PRIMERA VACUNA CANDIDATA CONTRA EL DENGUE MUESTRA EFICACIA ANTE LA FIEBRE DEL DENGUE Y LA FIEBRE HEMORRÁGICA

Sanofi Pasteur anunció hoy la publicación en The Lancet de los resultados detallados del primer estudio de eficacia de fase III de su vacuna contra el dengue conducido en 5 países de Asia. Los resultados mostraron una eficacia global contra el dengue sintomático de un 56,5%* en niños de entre 2 y 14 años de edad luego de la tercera dosis del esquema de vacunación.
Es importante destacar que el análisis muestra un 88,5%* de reducción de la fiebre hemorrágica por dengue, la forma severa del dengue, de acuerdo al criterio de la OMS. También mostró una importante reducción clínica en el riesgo de hospitalizaciones por dengue de un 67% durante el estudio. El perfil de seguridad favorable de la vacuna, observado durante 25 meses de seguimiento del estudio de fase III en Asia, es consistente con el perfil de seguridad documentado en otros estudios (fase I, II, IIb).

El dengue es una amenaza para casi la mitad de la población mundial, y es una prioridad de salud pública apremiante en muchos países de Asia y Latinoamérica donde ocurren epidemias. Actualmente, no hay tratamiento específico disponible para el dengue.
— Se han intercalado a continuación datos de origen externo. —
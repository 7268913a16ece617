//! HTTP Server Configuration
//!
//! Bind address, CORS origins and the optional admin token guarding lock
//! writes.

use serde::{Deserialize, Serialize};

/// HTTP server configuration
#[derive(Debug, Clone, PartialEq, Eq, Serialize, Deserialize)]
pub struct HttpServerConfig {
    /// Host to bind to (default: "0.0.0.0")
    #[serde(default = "default_host")]
    pub host: String,

    /// Port to bind to (default: 8787)
    #[serde(default = "default_port")]
    pub port: u16,

    /// CORS allowed origins; empty allows any origin
    #[serde(default)]
    pub cors_origins: Vec<String>,

    /// Required in `x-admin-token` for lock writes and revocations when set
    #[serde(default, skip_serializing_if = "Option::is_none")]
    pub admin_token: Option<String>,
}

fn default_host() -> String {
    "0.0.0.0".to_string()
}

fn default_port() -> u16 {
    8787
}

impl Default for HttpServerConfig {
    fn default() -> Self {
        Self {
            host: default_host(),
            port: default_port(),
            cors_origins: Vec::new(),
            admin_token: None,
        }
    }
}

impl HttpServerConfig {
    /// Create a new config with specified port
    pub fn with_port(port: u16) -> Self {
        Self {
            port,
            ..Default::default()
        }
    }

    /// Get the socket address string
    pub fn socket_addr(&self) -> String {
        format!("{}:{}", self.host, self.port)
    }
}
“La alta eficacia observada contra el dengue severo y la reducción de las hospitalizaciones en dos terceras partes es un resultado extremadamente importante para la salud pública. Más aún, esta vacuna continúa alcanzando las altas expectativas de seguridad, lo que es muy positivo,” comentó Duane Gubler, profesor y director fundador del Programa de Investigación de Autor sobre Enfermedades Infecciosas Emergentes.

“Estos estudios pivotes de eficacia de fase III de la vacuna prueban que estamos cerca de dar al mundo la primera vacuna contra el dengue” dijo John Shiver, vicepresidente sénior de Investigación y Desarrollo de Sanofi Pasteur. “Luego de más de 20 años de compromiso en colaboración con la comunidad científica, estamos a punto de hacer del dengue, la próxima enfermedad prevenible por vacunación. Las implicaciones de salud pública de una futura vacuna contra el dengue son significativas y estos hallazgos son un importante hito en el camino hacia alcanzar las metas estratégicas de la OMS de reducir la mortalidad del dengue a la mitad y la mortalidad en alrededor de un 25% para 2020.”
Sobre el estudio de fase III conducido en Asia
El estudio de fase III conducido en Asia fue un ensayo multicéntrico, aleatorizado, con observador ciego y con uso de placebo para los controles. Un total de 10.275 niños y niñas entre las edades de 2 y 14 años de las zonas endémicas de Indonesia, Malasia, Filipinas, Tailandia y Vietnam participaron en el estudio desde 2011 hasta 2013, y fueron aleatorizados para recibir o tres inyecciones de la vacuna contra el dengue o placebo (relación de 2 a 1) con intervalos de 6 meses. El objetivo primario fue medido por el número de casos sintomáticos de dengue, confirmados virológicamente, causados por cualquier serotipo. El estudio continuará con un seguimiento a largo plazo de la población hasta 2017.

Sobre el programa de desarrollo clínico de la vacuna contra el dengue de Sanofi Pasteur
Sanofi Pasteur ha venido trabajando en una vacuna contra el dengue por más de 20 años. El objetivo de la compañía es proveer una vacuna contra el dengue segura y efectiva que sea accesible en todas las regiones del mundo donde el dengue es un problema de salud pública. La compañía se encuentra comprometida a apoyar la ambición de la OMS de reducir la mortalidad por dengue en un 50% y la morbilidad en un 25% para 2020.

La vacuna candidata contra el dengue de Sanofi Pasteur, es la más avanzada en desarrollo clínico e industrial. Más de 40.000 voluntarios están participando en el programa de estudios clínicos de Sanofi Pasteur (Fase I, II y III).

Los dos estudios de eficacia pivotes de fase III incluyen a más de 31.000 voluntarios de Asia (Indonesia, Malasia, Filipinas, Tailandia y Vietnam) y Latinoamérica (Brasil, Colombia, Honduras, México y Puerto Rico). Las evaluaciones de fase III proveen información pivote sobre eficacia, seguridad e inmunogenicidad de la vacuna candidata en una población amplia y en entornos epidemiológicos diferentes, y evalúa el impacto potencial de la vacuna sobre la carga de la enfermedad.